== ENTRIES SUPPLIED ==
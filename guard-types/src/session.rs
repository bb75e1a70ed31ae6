//! Authenticated session state.

use crate::ids::AccountId;
use base64::{engine::general_purpose::URL_SAFE_NO_PAD, Engine};
use serde::{Deserialize, Serialize};
use std::fmt;

/// The renewable credential pair authorizing authenticated calls.
///
/// Created by a successful login. The access token has a bounded lifetime
/// and is replaced together with the refresh token on refresh; the whole
/// struct is swapped at once so a reader never observes a mixed pair.
#[derive(Clone, PartialEq, Eq, Serialize, Deserialize)]
pub struct Session {
    /// Server-issued session identifier, sent as a cookie.
    #[serde(rename = "session_id")]
    pub session_id: String,
    /// Short-lived bearer token (JWT) for authenticated calls.
    #[serde(rename = "access_token")]
    pub access_token: String,
    /// Long-lived token exchanged for fresh access tokens.
    #[serde(rename = "refresh_token")]
    pub refresh_token: String,
    /// The authenticated account. Immutable once set.
    #[serde(rename = "account_id")]
    pub account_id: AccountId,
}

impl Session {
    /// Whether the access token's embedded expiry has passed.
    ///
    /// The token is a JWT; its `exp` claim is read from the base64url
    /// payload without verifying the signature (the server does that).
    /// A token that cannot be parsed is treated as expired so the caller
    /// refreshes rather than issuing a call that will fail anyway.
    pub fn is_access_token_expired(&self, now_unix: i64) -> bool {
        match jwt_expiry(&self.access_token) {
            Some(exp) => exp <= now_unix,
            None => true,
        }
    }
}

impl fmt::Debug for Session {
    fn fmt(&self, f: &mut fmt::Formatter<'_>) -> fmt::Result {
        f.debug_struct("Session")
            .field("session_id", &self.session_id)
            .field("access_token", &"[REDACTED]")
            .field("refresh_token", &"[REDACTED]")
            .field("account_id", &self.account_id)
            .finish()
    }
}

/// Extract the `exp` claim from a JWT without verifying it.
fn jwt_expiry(token: &str) -> Option<i64> {
    let mut parts = token.split('.');
    let _header = parts.next()?;
    let payload = parts.next()?;
    if parts.next().is_none() || token.split('.').count() != 3 {
        return None;
    }

    let bytes = URL_SAFE_NO_PAD.decode(payload).ok()?;

    #[derive(Deserialize)]
    struct Claims {
        exp: i64,
    }

    let claims: Claims = serde_json::from_slice(&bytes).ok()?;
    Some(claims.exp)
}

#[cfg(test)]
mod tests {
    use super::*;

    /// Build an unsigned JWT with the given expiry claim.
    pub(crate) fn jwt_with_exp(exp: i64) -> String {
        let header = URL_SAFE_NO_PAD.encode(br#"{"alg":"none","typ":"JWT"}"#);
        let payload = URL_SAFE_NO_PAD.encode(format!(r#"{{"exp":{exp}}}"#).as_bytes());
        format!("{header}.{payload}.sig")
    }

    fn session_with_token(token: String) -> Session {
        Session {
            session_id: "sess-1".into(),
            access_token: token,
            refresh_token: "refresh-1".into(),
            account_id: AccountId::new(76561198000000001),
        }
    }

    #[test]
    fn future_expiry_is_not_expired() {
        let session = session_with_token(jwt_with_exp(2_000_000_000));
        assert!(!session.is_access_token_expired(1_700_000_000));
    }

    #[test]
    fn past_expiry_is_expired() {
        let session = session_with_token(jwt_with_exp(1_600_000_000));
        assert!(session.is_access_token_expired(1_700_000_000));
    }

    #[test]
    fn exact_expiry_counts_as_expired() {
        let session = session_with_token(jwt_with_exp(1_700_000_000));
        assert!(session.is_access_token_expired(1_700_000_000));
    }

    #[test]
    fn malformed_token_is_treated_as_expired() {
        let session = session_with_token("not-a-jwt".into());
        assert!(session.is_access_token_expired(0));

        let session = session_with_token("a.b".into());
        assert!(session.is_access_token_expired(0));
    }

    #[test]
    fn debug_redacts_tokens() {
        let session = session_with_token(jwt_with_exp(2_000_000_000));
        let debug = format!("{session:?}");
        assert!(debug.contains("[REDACTED]"));
        assert!(!debug.contains("refresh-1"));
    }

    #[test]
    fn session_roundtrips_through_json() {
        let session = session_with_token(jwt_with_exp(2_000_000_000));
        let json = serde_json::to_string(&session).unwrap();
        let back: Session = serde_json::from_str(&json).unwrap();
        assert_eq!(back, session);
    }
}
===
TASK INSTRUCTIONS: What's wanted is each line above, transcribed with nothing altered.

RESPONSE TO THIS TASK:
filename guard-types/src/session.rs
repository bb75e1a70ed31ae6
//! Authenticated session state.

use crate::ids::AccountId;
use base64::{engine::general_purpose::URL_SAFE_NO_PAD, Engine};
use serde::{Deserialize, Serialize};
use std::fmt;

/// The renewable credential pair authorizing authenticated calls.
///
/// Created by a successful login. The access token has a bounded lifetime
/// and is replaced together with the refresh token on refresh; the whole
/// struct is swapped at once so a reader never observes a mixed pair.
#[derive(Clone, PartialEq, Eq, Serialize, Deserialize)]
pub struct Session {
    /// Server-issued session identifier, sent as a cookie.
    #[serde(rename = "session_id")]
    pub session_id: String,
    /// Short-lived bearer token (JWT) for authenticated calls.
    #[serde(rename = "access_token")]
    pub access_token: String,
    /// Long-lived token exchanged for fresh access tokens.
    #[serde(rename = "refresh_token")]
    pub refresh_token: String,
    /// The authenticated account. Immutable once set.
    #[serde(rename = "account_id")]
    pub account_id: AccountId,
}

impl Session {
    /// Whether the access token's embedded expiry has passed.
    ///
    /// The token is a JWT; its `exp` claim is read from the base64url
    /// payload without verifying the signature (the server does that).
    /// A token that cannot be parsed is treated as expired so the caller
    /// refreshes rather than issuing a call that will fail anyway.
    pub fn is_access_token_expired(&self, now_unix: i64) -> bool {
        match jwt_expiry(&self.access_token) {
            Some(exp) => exp <= now_unix,
            None => true,
        }
    }
}

impl fmt::Debug for Session {
    fn fmt(&self, f: &mut fmt::Formatter<'_>) -> fmt::Result {
        f.debug_struct("Session")
            .field("session_id", &self.session_id)
            .field("access_token", &"[REDACTED]")
            .field("refresh_token", &"[REDACTED]")
            .field("account_id", &self.account_id)
            .finish()
    }
}

/// Extract the `exp` claim from a JWT without verifying it.
fn jwt_expiry(token: &str) -> Option<i64> {
    let mut parts = token.split('.');
    let _header = parts.next()?;
    let payload = parts.next()?;
    if parts.next().is_none() || token.split('.').count() != 3 {
        return None;
    }

    let bytes = URL_SAFE_NO_PAD.decode(payload).ok()?;

    #[derive(Deserialize)]
    struct Claims {
        exp: i64,
    }

    let claims: Claims = serde_json::from_slice(&bytes).ok()?;
    Some(claims.exp)
}

#[cfg(test)]
mod tests {
    use super::*;

    /// Build an unsigned JWT with the given expiry claim.
    pub(crate) fn jwt_with_exp(exp: i64) -> String {
        let header = URL_SAFE_NO_PAD.encode(br#"{"alg":"none","typ":"JWT"}"#);
        let payload = URL_SAFE_NO_PAD.encode(format!(r#"{{"exp":{exp}}}"#).as_bytes());
        format!("{header}.{payload}.sig")
    }

    fn session_with_token(token: String) -> Session {
        Session {
            session_id: "sess-1".into(),
            access_token: token,
            refresh_token: "refresh-1".into(),
            account_id: AccountId::new(76561198000000001),
        }
    }

    #[test]
    fn future_expiry_is_not_expired() {
        let session = session_with_token(jwt_with_exp(2_000_000_000));
        assert!(!session.is_access_token_expired(1_700_000_000));
    }

    #[test]
    fn past_expiry_is_expired() {
        let session = session_with_token(jwt_with_exp(1_600_000_000));
        assert!(session.is_access_token_expired(1_700_000_000));
    }

    #[test]
    fn exact_expiry_counts_as_expired() {
        let session = session_with_token(jwt_with_exp(1_700_000_000));
        assert!(session.is_access_token_expired(1_700_000_000));
    }

    #[test]
    fn malformed_token_is_treated_as_expired() {
        let session = session_with_token("not-a-jwt".into());
        assert!(session.is_access_token_expired(0));

        let session = session_with_token("a.b".into());
        assert!(session.is_access_token_expired(0));
    }

    #[test]
    fn debug_redacts_tokens() {
        let session = session_with_token(jwt_with_exp(2_000_000_000));
        let debug = format!("{session:?}");
        assert!(debug.contains("[REDACTED]"));
        assert!(!debug.contains("refresh-1"));
    }

    #[test]
    fn session_roundtrips_through_json() {
        let session = session_with_token(jwt_with_exp(2_000_000_000));
        let json = serde_json::to_string(&session).unwrap();
        let back: Session = serde_json::from_str(&json).unwrap();
        assert_eq!(back, session);
    }
}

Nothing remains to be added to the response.